I bought a 2022 vehicle and my annual registration is $600.
>> oil change every 3 months or so

That's just plain stupid.

How is an oil change every 3 months stupid? Every 3000 miles I get a change, and I had to commute a minimum of 70 miles a day. Comes out to 42 days per milestone, or 8-9 weeks if only counting weekdays. I felt like I always put it off and the math checks out.

My driving went way down during the pandemic, but it's probably a better normal metric to measure my routine before a global anamloly.

>600 a year on car washes?

I was being very generous there to prove a point. I don't do a car wash monthly and I don't get the highest tier of car wash either.

Even the "stupidest" spending on my car for daily travel and I don't come within a stone's throw of justifying taxis, financially speaking save on.

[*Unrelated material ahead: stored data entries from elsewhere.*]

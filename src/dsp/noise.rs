//! Procedural noise sources rendered into a fixed loop buffer.

/*
Noise Colours
=============

All four kinds start from the same raw material, one uniform draw in
[-1, 1] per sample ("white"), and differ in how much of the previous
output they feed back into the next sample.

  white      sample[i] = white[i]
             Flat spectrum. Every draw independent of the last.

  pink       sample[i] = (white[i] + sample[i-1]) / 2
             A one-pole lowpass over white noise. Softer top end, but only
             an approximation: true pink noise falls 3 dB/octave, this
             falls 6 dB/octave above the pole.

  brown      sample[i] = (white[i] + 0.95 * sample[i-1]) / 2
             Same shape with a slightly leakier integrator.

  metallic   0.5 * white
             + 0.20 * sin(2π · 1200 · t)
             + 0.15 * sin(2π · 2400 · t)
             + 0.10 * sin(2π · 3600 · t)
             + 0.3 * out[i-1] - 0.2 * out[i-2]

             Three fixed partials give it pitch, the two-tap feedback
             rings them, and random "shatter" bursts break it up.


Shatter Bursts
--------------

At every sample a metallic buffer has a 1/1000 chance of starting a
burst: the next 100 samples are replaced by fresh noise under a linear
ramp from full scale down to silence.

    amplitude
      1.0 |\
          |  \
          |    \
      0.0 |______\______
          i      i+100

A burst that starts while another is still running replaces it. Samples
covered by a burst do not use the metallic formula at all, although the
feedback taps keep tracking whatever was written.

Every buffer holds two seconds of audio and is played back looped by the
host.
*/

use std::f32::consts::TAU;

use rand::Rng;
use serde::{Deserialize, Serialize};

/// Length of the playback loop in seconds.
pub const LOOP_SECONDS: usize = 2;

const PINK_FEEDBACK: f32 = 1.0;
const BROWN_FEEDBACK: f32 = 0.95;

/// (frequency Hz, weight) of the fixed metallic partials.
pub const METALLIC_PARTIALS: [(f32, f32); 3] = [(1200.0, 0.2), (2400.0, 0.15), (3600.0, 0.1)];
const METALLIC_NOISE_WEIGHT: f32 = 0.5;
const METALLIC_FEEDBACK_1: f32 = 0.3;
const METALLIC_FEEDBACK_2: f32 = -0.2;

/// Per-sample probability that a shatter burst starts.
pub const BURST_PROBABILITY: f64 = 0.001;
/// Samples covered by one shatter burst.
pub const BURST_LEN: usize = 100;

#[derive(Debug, Clone, Copy, PartialEq, Eq, Hash, Default, Serialize, Deserialize)]
#[serde(rename_all = "lowercase")]
pub enum NoiseKind {
    Pink,
    Brown,
    Metallic,
    /// Unknown names in stored presets land here.
    #[default]
    #[serde(other)]
    White,
}

impl NoiseKind {
    pub const ALL: [NoiseKind; 4] = [
        NoiseKind::White,
        NoiseKind::Pink,
        NoiseKind::Brown,
        NoiseKind::Metallic,
    ];

    pub fn name(self) -> &'static str {
        match self {
            NoiseKind::White => "white",
            NoiseKind::Pink => "pink",
            NoiseKind::Brown => "brown",
            NoiseKind::Metallic => "metallic",
        }
    }

    /// Parse a kind name. Anything unrecognised is white noise.
    pub fn from_name(name: &str) -> Self {
        match name {
            "pink" => NoiseKind::Pink,
            "brown" => NoiseKind::Brown,
            "metallic" => NoiseKind::Metallic,
            _ => NoiseKind::White,
        }
    }
}

/// Source of the random draws used by the synthesizer.
///
/// Implemented for every [`rand::Rng`]; tests substitute a scripted source
/// so recurrences can be checked sample by sample.
pub trait RandomSource {
    /// Uniform draw in [-1, 1].
    fn bipolar(&mut self) -> f32;

    /// True with probability `p`.
    fn chance(&mut self, p: f64) -> bool;
}

impl<R: Rng + ?Sized> RandomSource for R {
    #[inline]
    fn bipolar(&mut self) -> f32 {
        self.gen_range(-1.0f32..=1.0)
    }

    #[inline]
    fn chance(&mut self, p: f64) -> bool {
        self.gen_bool(p.clamp(0.0, 1.0))
    }
}

/// A finished block of noise. Immutable once built.
#[derive(Debug, Clone, PartialEq)]
pub struct NoiseBuffer {
    samples: Vec<f32>,
    sample_rate: f32,
}

impl NoiseBuffer {
    pub fn samples(&self) -> &[f32] {
        &self.samples
    }

    pub fn sample_rate(&self) -> f32 {
        self.sample_rate
    }

    pub fn len(&self) -> usize {
        self.samples.len()
    }

    pub fn is_empty(&self) -> bool {
        self.samples.is_empty()
    }

    /// Playback length in seconds.
    pub fn duration(&self) -> f32 {
        if self.sample_rate > 0.0 {
            self.samples.len() as f32 / self.sample_rate
        } else {
            0.0
        }
    }
}

/// Number of samples in a playback loop.
pub fn loop_len(sample_rate: f32) -> usize {
    LOOP_SECONDS * sample_rate.max(0.0) as usize
}

/// Render `sample_count` samples of `kind` using the thread RNG.
pub fn synthesize(kind: NoiseKind, sample_count: usize, sample_rate: f32) -> NoiseBuffer {
    synthesize_with(kind, sample_count, sample_rate, &mut rand::thread_rng())
}

/// Render a full playback loop (`2 * sample_rate` samples).
pub fn synthesize_loop(kind: NoiseKind, sample_rate: f32) -> NoiseBuffer {
    synthesize(kind, loop_len(sample_rate), sample_rate)
}

pub fn synthesize_with<R: RandomSource + ?Sized>(
    kind: NoiseKind,
    sample_count: usize,
    sample_rate: f32,
    rng: &mut R,
) -> NoiseBuffer {
    let mut samples = vec![0.0f32; sample_count];

    match kind {
        NoiseKind::White => {
            for sample in samples.iter_mut() {
                *sample = rng.bipolar();
            }
        }
        NoiseKind::Pink => smoothed(&mut samples, PINK_FEEDBACK, rng),
        NoiseKind::Brown => smoothed(&mut samples, BROWN_FEEDBACK, rng),
        NoiseKind::Metallic => metallic(&mut samples, sample_rate, rng),
    }

    NoiseBuffer {
        samples,
        sample_rate,
    }
}

/// `out[i] = (white + feedback * out[i-1]) / 2`, starting from silence.
fn smoothed<R: RandomSource + ?Sized>(out: &mut [f32], feedback: f32, rng: &mut R) {
    let mut last = 0.0f32;
    for sample in out.iter_mut() {
        let white = rng.bipolar();
        last = (white + feedback * last) * 0.5;
        *sample = last;
    }
}

fn metallic<R: RandomSource + ?Sized>(out: &mut [f32], sample_rate: f32, rng: &mut R) {
    let mut last = 0.0f32;
    let mut last2 = 0.0f32;
    // Index where the running burst began
    let mut burst_start: Option<usize> = None;
    let inv_rate = if sample_rate > 0.0 { 1.0 / sample_rate } else { 0.0 };

    for (i, sample) in out.iter_mut().enumerate() {
        let white = rng.bipolar();
        let t = i as f32 * inv_rate;

        let partials: f32 = METALLIC_PARTIALS
            .iter()
            .map(|&(freq, weight)| (TAU * freq * t).sin() * weight)
            .sum();

        let mut value = white * METALLIC_NOISE_WEIGHT
            + partials
            + last * METALLIC_FEEDBACK_1
            + last2 * METALLIC_FEEDBACK_2;

        if rng.chance(BURST_PROBABILITY) {
            burst_start = Some(i);
        }

        if let Some(start) = burst_start {
            let j = i - start;
            if j < BURST_LEN {
                value = rng.bipolar() * (1.0 - j as f32 / BURST_LEN as f32);
            } else {
                burst_start = None;
            }
        }

        *sample = value;
        last2 = last;
        last = value;
    }
}

#[cfg(test)]
mod tests {
    use super::*;
    use rand::{rngs::StdRng, SeedableRng};

    /// Replays a fixed list of draws and never fires a burst unless told to.
    struct Scripted {
        draws: Vec<f32>,
        next: usize,
        bursts_at: Vec<usize>,
        chance_calls: usize,
    }

    impl Scripted {
        fn new(draws: Vec<f32>) -> Self {
            Self {
                draws,
                next: 0,
                bursts_at: Vec::new(),
                chance_calls: 0,
            }
        }

        fn with_bursts(mut self, at: Vec<usize>) -> Self {
            self.bursts_at = at;
            self
        }
    }

    impl RandomSource for Scripted {
        fn bipolar(&mut self) -> f32 {
            let value = self.draws[self.next % self.draws.len()];
            self.next += 1;
            value
        }

        fn chance(&mut self, _p: f64) -> bool {
            let fire = self.bursts_at.contains(&self.chance_calls);
            self.chance_calls += 1;
            fire
        }
    }

    #[test]
    fn white_stays_in_range() {
        let buffer = synthesize(NoiseKind::White, 48_000, 48_000.0);
        assert_eq!(buffer.len(), 48_000);
        for &sample in buffer.samples() {
            assert!(
                (-1.0..=1.0).contains(&sample),
                "white sample {} out of range",
                sample
            );
        }
    }

    #[test]
    fn white_is_uncorrelated() {
        let mut rng = StdRng::seed_from_u64(7);
        let buffer = synthesize_with(NoiseKind::White, 50_000, 48_000.0, &mut rng);
        let s = buffer.samples();

        let mean = s.iter().map(|&x| x as f64).sum::<f64>() / s.len() as f64;
        let var = s.iter().map(|&x| (x as f64 - mean).powi(2)).sum::<f64>();
        let lag1 = s
            .windows(2)
            .map(|w| (w[0] as f64 - mean) * (w[1] as f64 - mean))
            .sum::<f64>();

        assert!(mean.abs() < 0.02, "mean drifted: {}", mean);
        assert!((lag1 / var).abs() < 0.03, "lag-1 correlation {}", lag1 / var);
    }

    #[test]
    fn pink_follows_recurrence() {
        let draws = vec![0.8, -0.4, 0.2, 1.0, -1.0, 0.5];
        let mut rng = Scripted::new(draws.clone());
        let buffer = synthesize_with(NoiseKind::Pink, draws.len(), 48_000.0, &mut rng);
        let s = buffer.samples();

        assert!((s[0] - draws[0] / 2.0).abs() < 1e-6);
        for i in 1..s.len() {
            let expected = (draws[i] + s[i - 1]) / 2.0;
            assert!(
                (s[i] - expected).abs() < 1e-6,
                "pink sample {}: expected {}, got {}",
                i,
                expected,
                s[i]
            );
        }
    }

    #[test]
    fn brown_follows_recurrence() {
        let draws = vec![1.0, 1.0, -0.5, 0.25];
        let mut rng = Scripted::new(draws.clone());
        let buffer = synthesize_with(NoiseKind::Brown, draws.len(), 48_000.0, &mut rng);
        let s = buffer.samples();

        let mut last = 0.0f32;
        for i in 0..s.len() {
            let expected = (draws[i] + 0.95 * last) / 2.0;
            assert!((s[i] - expected).abs() < 1e-6);
            last = expected;
        }
    }

    #[test]
    fn pink_is_smoother_than_white() {
        let mut rng = StdRng::seed_from_u64(3);
        let white = synthesize_with(NoiseKind::White, 20_000, 48_000.0, &mut rng);
        let pink = synthesize_with(NoiseKind::Pink, 20_000, 48_000.0, &mut rng);

        let roughness = |s: &[f32]| {
            s.windows(2).map(|w| (w[1] - w[0]).abs()).sum::<f32>() / s.len() as f32
        };
        assert!(roughness(pink.samples()) < roughness(white.samples()) * 0.8);
    }

    #[test]
    fn metallic_without_bursts_matches_formula() {
        let draws = vec![0.3, -0.6, 0.9, 0.1, -0.2, 0.7, 0.0, -1.0];
        let sample_rate = 48_000.0;
        let mut rng = Scripted::new(draws.clone());
        let buffer = synthesize_with(NoiseKind::Metallic, draws.len(), sample_rate, &mut rng);
        let s = buffer.samples();

        let (mut last, mut last2) = (0.0f32, 0.0f32);
        for i in 0..s.len() {
            let t = i as f32 / sample_rate;
            let expected = draws[i] * 0.5
                + (TAU * 1200.0 * t).sin() * 0.2
                + (TAU * 2400.0 * t).sin() * 0.15
                + (TAU * 3600.0 * t).sin() * 0.1
                + last * 0.3
                - last2 * 0.2;
            assert!(
                (s[i] - expected).abs() < 1e-5,
                "metallic sample {}: expected {}, got {}",
                i,
                expected,
                s[i]
            );
            last2 = last;
            last = expected;
        }
    }

    #[test]
    fn burst_overrides_formula_and_ramps_down() {
        // Every draw is 1.0 so burst samples equal their envelope.
        let mut rng = Scripted::new(vec![1.0]).with_bursts(vec![10]);
        let buffer = synthesize_with(NoiseKind::Metallic, 200, 48_000.0, &mut rng);
        let s = buffer.samples();

        for j in 0..BURST_LEN {
            let expected = 1.0 - j as f32 / BURST_LEN as f32;
            assert!(
                (s[10 + j] - expected).abs() < 1e-6,
                "burst sample {}: expected {}, got {}",
                j,
                expected,
                s[10 + j]
            );
        }
        // Past the window the formula is back in charge, fed by the burst tail
        let i = 10 + BURST_LEN;
        let t = i as f32 / 48_000.0;
        let partials: f32 = METALLIC_PARTIALS
            .iter()
            .map(|&(freq, weight)| (TAU * freq * t).sin() * weight)
            .sum();
        let expected = 0.5 + partials + 0.3 * s[i - 1] - 0.2 * s[i - 2];
        assert!((s[i] - expected).abs() < 1e-5, "{} vs {}", s[i], expected);
    }

    #[test]
    fn burst_truncates_at_buffer_end() {
        let mut rng = Scripted::new(vec![1.0]).with_bursts(vec![45]);
        let buffer = synthesize_with(NoiseKind::Metallic, 50, 48_000.0, &mut rng);
        assert_eq!(buffer.len(), 50);
        assert!((buffer.samples()[45] - 1.0).abs() < 1e-6);
        assert!((buffer.samples()[49] - 0.96).abs() < 1e-6);
    }

    #[test]
    fn retrigger_restarts_the_ramp() {
        let mut rng = Scripted::new(vec![1.0]).with_bursts(vec![0, 50]);
        let buffer = synthesize_with(NoiseKind::Metallic, 200, 48_000.0, &mut rng);
        let s = buffer.samples();

        assert!((s[49] - 0.51).abs() < 1e-6);
        assert!((s[50] - 1.0).abs() < 1e-6, "second burst should restart at full scale");
        assert!((s[149] - 0.01).abs() < 1e-6);
    }

    #[test]
    fn loop_is_two_seconds() {
        let buffer = synthesize_loop(NoiseKind::Brown, 8_000.0);
        assert_eq!(buffer.len(), 16_000);
        assert!((buffer.duration() - 2.0).abs() < 1e-6);
    }

    #[test]
    fn unknown_names_fall_back_to_white() {
        assert_eq!(NoiseKind::from_name("violet"), NoiseKind::White);
        assert_eq!(NoiseKind::from_name("metallic"), NoiseKind::Metallic);
        let kind: NoiseKind = serde_json::from_str("\"violet\"").unwrap();
        assert_eq!(kind, NoiseKind::White);
    }

    #[test]
    fn serde_names_match_kind_names() {
        for kind in NoiseKind::ALL {
            let json = serde_json::to_string(&kind).unwrap();
            assert_eq!(json, format!("\"{}\"", kind.name()));
            let back: NoiseKind = serde_json::from_str(&json).unwrap();
            assert_eq!(back, kind);
        }
    }
}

You can't park your own car at the airport safely and economically for a two week trip.
yeah, That's the only time I really consider Uber, when doing long term travel and parking costs/risks outweigh the cost of a taxi.
owning a car in sf is miserable, i lasted 1 year
> Like I will easily pay a premium

which would probably be the same as Uber after tip

It's pedantic to most, I'm sure. Just FYI, though, antisocial is to be opposed to society - like Timothy McVeigh. Asocial is probably what you're looking for.
You're not just being pedantic, you're also wrong [0][1][2][3]. Their usage is 100% standard and is encoded in every dictionary I can find, and etymonline lists it as the original definition dating back to 1797 [4], with "hostile to social order or norms" first recorded a few years later.

[0] https://www.dictionary.com/browse/antisocial

[1] https://www.merriam-webster.com/dictionary/antisocial

[2] https://dictionary.cambridge.org/dictionary/english/antisoci...

[3] https://www.collinsdictionary.com/us/dictionary/english/anti...

[4] https://www.etymonline.com/word/antisocial

Usage seems different between US and UK. I didn't understand ASBOs at first since I thought "what's wrong with teens wanting some alone time?"
To be extra pedantic, I believe you meant Ted Kaczynski.

Timothy McVeigh was trying to make the US government pay for specific things it did to "his people"; Ted Kaczynski was lashing out at the industrialised world after living in isolation in his cabin in the woods.

IMO, Anti-social is defined in context of and from the perspective of the dominant social structure.

Both individuals and groups who are in opposition and sufficiently disruptive are anti-social, hence the distinction.

Asocial = a loner

Anti-social = against society, either as an individual or group.